When you're a couple going through infertility, your sex life changes drastically, and a lot of the time, it’s not for the better. In fact, infertility is pretty stressful, and unsexy, and, well, there’s not even a lot of sex involved anyway.
We used to do all the romantic stuff. We started dating when I was eighteen, so the red teddy bears and over-the-top bouquets are kind of behind us. When we want to celebrate our partnership these days, we tend to give each other a new kitchen gadget or a gift card for Mexican food. And of course have the sex.
But this year, that isn't in the cards. Let me paint you a picture: It’s 9 o’clock, the night before your embryo transfer. You’re freaking exhausted because the hormones you’re on are at a higher dose than normal, since your estrogen levels weren’t cooperating according to the fertility doctor. You want to go to bed because your procedure is at the ass-crack of dawn the next morning, but you can’t because your progesterone injection is due at 9 and your partner still needs to give it to you. You can’t drink wine during fertility treatments, so you’re even more irritated than usual. You slowly lower your pants* as your partner gets behind you (*pajama pants in the next size up because you’re bloated from the medications). There’s a poke of the needle, and pain and you grit your teeth to keep from hollering out some choice words. You can’t have sex because it would mess up the procedure to have semen sitting around in your vagina. You fall asleep in each other’s arms.
No sex. No orgasm. Plenty of take-out pizza in the hotel watching House Hunters.
Yes, conceiving a baby can be really sexy, or really awkward. Having gone through infertility since 2009, I can definitely remember having and enjoying baby-making sex — it didn’t work, but it was a nice gesture.
As a couple for whom the au naturale method wasn't working, we moved onto spending the morning hanging out in stirrups with my husband holding my hand and my doctor — cute, but still — impregnating me with two teeny little embryos that we hope to the ends of the Earth turn into at least one little bundle of joy by the end of the year. I’ll be laying flat on my back, completely devoid of underwear and modesty, as I try and remember if I shaved that morning.
Afterward, I’ll lay still on the table before my husband rolls me out to the car via hospital-grade wheelchair and we head back to the hotel. There won’t be any sexy time for the next month and I’ll even get a warning not to have an orgasm during that time.

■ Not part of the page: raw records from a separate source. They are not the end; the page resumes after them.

//! Fibonacci Heap implementation
//!
//! A Fibonacci heap is a data structure for priority queue operations with:
//! - O(1) amortized insert, change_key (in the improving direction), and merge
//! - O(log n) amortized dequeue and delete
//!
//! The structure consists of a collection of heap-ordered trees. Roots are linked
//! in a circular doubly linked list and the heap caches a pointer to the best
//! root. Children of a node form their own ring.
//!
//! Cells are reference counted and owned by the rings they sit in; callers get
//! weak [`CellHandle`]s back, so a handle to an element that has since been
//! dequeued is detected and rejected instead of touching freed memory.

use rc_circular_list::Ring;
use smallvec::SmallVec;
use std::cell::Ref;
use std::cmp::Ordering;
use std::fmt;
use std::rc::{Rc, Weak};
use tracing::{debug, trace};

use crate::builder::HeapBuilder;
use crate::cell::{CellHandle, CellNode, CellRef, OwnerTag};
use crate::order::{Comparator, Direction, NaturalOrder, Order};
use crate::traits::{AddressableHeap, Heap, HeapError};

/// Fibonacci Heap
///
/// `T` is the item type, `P` the priority type and `C` the comparator. The
/// default comparator uses `P: Ord`; the default direction is
/// [`Direction::Increasing`] (min-heap).
///
/// # Example
///
/// ```rust
/// use rust_fibonacci_heap::FibonacciHeap;
///
/// let mut heap = FibonacciHeap::new();
/// let handle = heap.enqueue(5, "item");
/// heap.enqueue(3, "other");
/// heap.change_key(&handle, 1).unwrap();
/// assert_eq!(heap.dequeue(), Ok((1, "item")));
/// assert_eq!(heap.dequeue(), Ok((3, "other")));
/// ```
pub struct FibonacciHeap<T, P, C = NaturalOrder> {
    pub(crate) roots: Ring<CellNode<T, P>>,
    pub(crate) extremum: Option<CellRef<T, P>>,
    pub(crate) len: usize,
    pub(crate) order: Order<C>,
    owner: Rc<OwnerTag>,
}

impl<T, P: Ord> FibonacciHeap<T, P> {
    /// Creates an empty min-heap ordered by `P: Ord`
    pub fn new() -> Self {
        Self::with_direction(Direction::Increasing)
    }

    /// Creates an empty heap ordered by `P: Ord` in the given direction
    pub fn with_direction(direction: Direction) -> Self {
        Self::with_comparator(NaturalOrder, direction)
    }
}

impl FibonacciHeap<(), ()> {
    /// Starts configuring a heap; the item and priority types are chosen by
    /// [`HeapBuilder::build`]
    pub fn builder() -> HeapBuilder {
        HeapBuilder::new()
    }
}

impl<T, P: Ord> Default for FibonacciHeap<T, P> {
    fn default() -> Self {
        Self::new()
    }
}

impl<T, P, C> FibonacciHeap<T, P, C> {
    /// Returns the number of elements in the heap
    #[inline]
    pub fn len(&self) -> usize {
        self.len
    }

    /// Returns true if the heap is empty
    #[inline]
    pub fn is_empty(&self) -> bool {
        self.extremum.is_none()
    }

    /// Whether this heap keeps its minimum or its maximum on top
    #[inline]
    pub fn direction(&self) -> Direction {
        self.order.direction()
    }

    /// Removes every element. All outstanding handles become stale.
    pub fn clear(&mut self) {
        self.teardown();
    }

    /// Dismantles every ring without recursion; dropping a deep tree through
    /// nested `Ring` destructors would otherwise recurse once per level.
    fn teardown(&mut self) {
        self.extremum = None;
        self.len = 0;

        let mut pending = vec![self.roots.take()];
        while let Some(mut ring) = pending.pop() {
            for cell in ring.drain() {
                let children = cell.state.borrow_mut().children.take();
                if !children.is_empty() {
                    pending.push(children);
                }
            }
        }
    }
}

impl<T, P, C: Comparator<P>> FibonacciHeap<T, P, C> {
    /// Creates an empty heap using a custom comparator
    pub fn with_comparator(comparator: C, direction: Direction) -> Self {
        FibonacciHeap {
            roots: Ring::new(),
            extremum: None,
            len: 0,
            order: Order::new(comparator, direction),
            owner: OwnerTag::new(),
        }
    }

    /// Inserts an element, returning a handle for later `change_key`/`delete`
    ///
    /// # Time Complexity
    /// O(1)
    pub fn enqueue(&mut self, priority: P, item: T) -> CellHandle<T, P> {
        let cell = CellNode::new(priority, item, Rc::clone(&self.owner));
        let handle = CellHandle::new(&cell);

        self.roots.push_back(Rc::clone(&cell));
        self.promote_if_better(&cell);
        self.len += 1;
        handle
    }

    /// Returns the top priority and item without removing them
    ///
    /// # Errors
    /// Returns `HeapError::Empty` if the heap has no elements.
    pub fn peek(&self) -> Result<(Ref<'_, P>, Ref<'_, T>), HeapError> {
        let top = self.extremum.as_ref().ok_or(HeapError::Empty)?;
        Ok(Ref::map_split(top.state.borrow(), |state| {
            (&state.priority, &state.item)
        }))
    }

    /// Removes and returns the top priority and item
    ///
    /// The children of the removed root join the root list, then roots of
    /// equal degree are linked pairwise until all degrees are distinct.
    ///
    /// # Errors
    /// Returns `HeapError::Empty` if the heap has no elements.
    ///
    /// # Time Complexity
    /// O(log n) amortized, O(n) worst case
    pub fn dequeue(&mut self) -> Result<(P, T), HeapError> {
        let top = self.extremum.take().ok_or(HeapError::Empty)?;

        self.promote_children(&top);
        self.roots.remove(&top);
        self.len -= 1;

        if !self.roots.is_empty() {
            self.consolidate();
        }

        match CellNode::reclaim(top) {
            Ok(entry) => Ok(entry),
            Err(_) => unreachable!("dequeued cell is still linked into the heap"),
        }
    }

    /// Removes and returns the top element, or `None` if the heap is empty
    pub fn pop(&mut self) -> Option<(P, T)> {
        self.dequeue().ok()
    }

    /// Reprioritizes an element
    ///
    /// Setting a priority that compares equal to the current one is a no-op.
    /// Improving the priority (decrease-key on a min-heap) cuts the element
    /// loose when it beats its parent and cascades through marked ancestors.
    /// Worsening it is also allowed: the element and its children are moved to
    /// the root list so heap order is preserved.
    ///
    /// # Errors
    /// `HeapError::InvalidHandle` if the element was removed,
    /// `HeapError::ForeignHandle` if it belongs to another heap. The heap is
    /// unchanged on error.
    ///
    /// # Time Complexity
    /// O(1) amortized when improving, O(log n) amortized when worsening
    pub fn change_key(&mut self, handle: &CellHandle<T, P>, priority: P) -> Result<(), HeapError> {
        let cell = self.resolve(handle)?;
        let ordering = self.order.compare(&priority, &cell.state.borrow().priority);

        match ordering {
            Ordering::Equal => {}
            Ordering::Less => {
                cell.state.borrow_mut().priority = priority;
                self.improve(cell);
            }
            Ordering::Greater => {
                cell.state.borrow_mut().priority = priority;
                self.worsen(cell);
            }
        }
        Ok(())
    }

    /// Removes an arbitrary element, returning its priority and item
    ///
    /// The element is cut to the root list exactly as if its priority had been
    /// improved past every other element, then extracted.
    ///
    /// # Errors
    /// Same as [`change_key`](Self::change_key).
    pub fn delete(&mut self, handle: &CellHandle<T, P>) -> Result<(P, T), HeapError> {
        let cell = self.resolve(handle)?;
        if !cell.state.borrow().is_root() {
            self.cut(Rc::clone(&cell));
        }
        self.extremum = Some(cell);
        self.dequeue()
    }

    /// Moves every element of `other` into this heap, leaving `other` empty
    ///
    /// Handles issued by `other` stay valid and now refer to elements of `self`.
    ///
    /// # Errors
    /// Returns `HeapError::IncompatibleMerge` if the heaps have different
    /// directions; neither heap is modified.
    ///
    /// # Time Complexity
    /// O(1)
    pub fn merge(&mut self, other: &mut Self) -> Result<(), HeapError> {
        if self.direction() != other.direction() {
            debug!(
                ours = %self.direction(),
                theirs = %other.direction(),
                "rejected merge of heaps with different directions"
            );
            return Err(HeapError::IncompatibleMerge);
        }
        if other.is_empty() {
            return Ok(());
        }

        OwnerTag::forward_to(&other.owner, &self.owner);
        other.owner = OwnerTag::new();

        self.roots.append(&mut other.roots);
        self.len += std::mem::take(&mut other.len);
        if let Some(top) = other.extremum.take() {
            self.promote_if_better(&top);
        }
        Ok(())
    }

    /// Returns true if the handle refers to an element currently in this heap
    pub fn contains(&self, handle: &CellHandle<T, P>) -> bool {
        handle.upgrade().is_some_and(|cell| self.owns(&cell))
    }

    /// Returns a copy of the element's current priority
    pub fn priority(&self, handle: &CellHandle<T, P>) -> Result<P, HeapError>
    where
        P: Clone,
    {
        let cell = self.resolve(handle)?;
        let priority = cell.state.borrow().priority.clone();
        Ok(priority)
    }

    /// Calls `f` with the element's current priority without cloning it
    pub(crate) fn with_priority<R>(
        &self,
        handle: &CellHandle<T, P>,
        f: impl FnOnce(&P) -> R,
    ) -> Result<R, HeapError> {
        let cell = self.resolve(handle)?;
        let result = f(&cell.state.borrow().priority);
        Ok(result)
    }

    fn owns(&self, cell: &CellRef<T, P>) -> bool {
        let owner = OwnerTag::resolve(&cell.state.borrow().owner);
        Rc::ptr_eq(&owner, &self.owner)
    }

    fn resolve(&self, handle: &CellHandle<T, P>) -> Result<CellRef<T, P>, HeapError> {
        let Some(cell) = handle.upgrade() else {
            debug!("rejected handle to a removed element");
            return Err(HeapError::InvalidHandle);
        };
        if !self.owns(&cell) {
            debug!("rejected handle issued by another heap");
            return Err(HeapError::ForeignHandle);
        }
        Ok(cell)
    }

    /// Makes `cell` the cached extremum if it is strictly better. `cell` must be a root.
    fn promote_if_better(&mut self, cell: &CellRef<T, P>) {
        let better = match &self.extremum {
            None => true,
            Some(top) => {
                !Rc::ptr_eq(top, cell)
                    && self
                        .order
                        .precedes(&cell.state.borrow().priority, &top.state.borrow().priority)
            }
        };
        if better {
            self.extremum = Some(Rc::clone(cell));
        }
    }

    fn rescan_extremum(&mut self) {
        let mut best: Option<CellRef<T, P>> = None;
        for root in self.roots.iter() {
            let better = match &best {
                None => true,
                Some(best) => self
                    .order
                    .precedes(&root.state.borrow().priority, &best.state.borrow().priority),
            };
            if better {
                best = Some(root);
            }
        }
        self.extremum = best;
    }

    /// Moves all children of `cell` to the root list.
    fn promote_children(&mut self, cell: &CellRef<T, P>) {
        let mut children = {
            let mut state = cell.state.borrow_mut();
            state.degree = 0;
            state.children.take()
        };
        for child in children.iter() {
            let mut child_state = child.state.borrow_mut();
            child_state.parent = Weak::new();
            child_state.marked = false;
        }
        self.roots.append(&mut children);
    }

    fn improve(&mut self, cell: CellRef<T, P>) {
        let violates = {
            let state = cell.state.borrow();
            match state.parent.upgrade() {
                Some(parent) => self
                    .order
                    .precedes(&state.priority, &parent.state.borrow().priority),
                None => false,
            }
        };
        if violates {
            self.cut(Rc::clone(&cell));
        }
        if cell.state.borrow().is_root() {
            self.promote_if_better(&cell);
        }
    }

    fn worsen(&mut self, cell: CellRef<T, P>) {
        let was_top = self
            .extremum
            .as_ref()
            .is_some_and(|top| Rc::ptr_eq(top, &cell));

        if !cell.state.borrow().is_root() {
            self.cut(Rc::clone(&cell));
        }
        self.promote_children(&cell);

        if was_top {
            self.rescan_extremum();
        }
    }

    /// Cuts `cell` from its parent into the root list, then keeps cutting
    /// marked ancestors. The first unmarked non-root ancestor gets marked.
    fn cut(&mut self, cell: CellRef<T, P>) {
        let mut current = cell;
        let mut cuts = 0usize;

        loop {
            let parent = current.state.borrow().parent.upgrade();
            let Some(parent) = parent else { break };

            {
                let mut parent_state = parent.state.borrow_mut();
                parent_state.children.remove(&current);
                parent_state.degree -= 1;
            }
            {
                let mut state = current.state.borrow_mut();
                state.parent = Weak::new();
                state.marked = false;
            }
            self.roots.push_back(current);
            cuts += 1;

            let mut parent_state = parent.state.borrow_mut();
            if parent_state.is_root() {
                break;
            }
            if !parent_state.marked {
                parent_state.marked = true;
                break;
            }
            drop(parent_state);
            current = parent;
        }

        if cuts > 1 {
            trace!(cuts, "cascading cut");
        }
    }

    /// Links roots of equal degree until every root degree is unique, then
    /// re-establishes the extremum with one pass over the survivors.
    fn consolidate(&mut self) {
        // Max degree is O(log_phi n); 64 slots covers any heap that fits in memory
        // without spilling in practice.
        let mut by_degree: SmallVec<[Option<CellRef<T, P>>; 64]> = SmallVec::new();
        let mut roots_before = 0usize;

        let order = &self.order;
        for root in self.roots.drain() {
            roots_before += 1;
            let mut tree = root;
            loop {
                let degree = tree.state.borrow().degree;
                if degree >= by_degree.len() {
                    by_degree.resize(degree + 1, None);
                }
                match by_degree[degree].take() {
                    Some(other) => tree = link(order, tree, other),
                    None => {
                        by_degree[degree] = Some(tree);
                        break;
                    }
                }
            }
        }

        self.extremum = None;
        let mut roots_after = 0usize;
        for tree in by_degree.into_iter().flatten() {
            roots_after += 1;
            self.roots.push_back(Rc::clone(&tree));
            self.promote_if_better(&tree);
        }

        trace!(roots_before, roots_after, len = self.len, "consolidated root list");
    }
}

No sex. No orgasm. Plenty of take-out pizza in the hotel watching House Hunters. Probably heartburn from trying to eat pizza laying down on bed rest. Definitely a shot of progesterone in the ass.
Yes. This is what romantic love looks like when you’re trying to have a baby, but you can’t because you’re infertile. Everything is dictated by my menstruation cycle.
All I can do is laugh through the absurdity of it all and try not to get in any fights with my husband. He’s the one that holds the needle. I’ll be embracing the big embryo transfer day for what it is: A day of love.
A day to remember that my husband and I are more than the appointments, the rigid schedule, the shots, the stress. Absolutely nothing this year looks like in years’ past.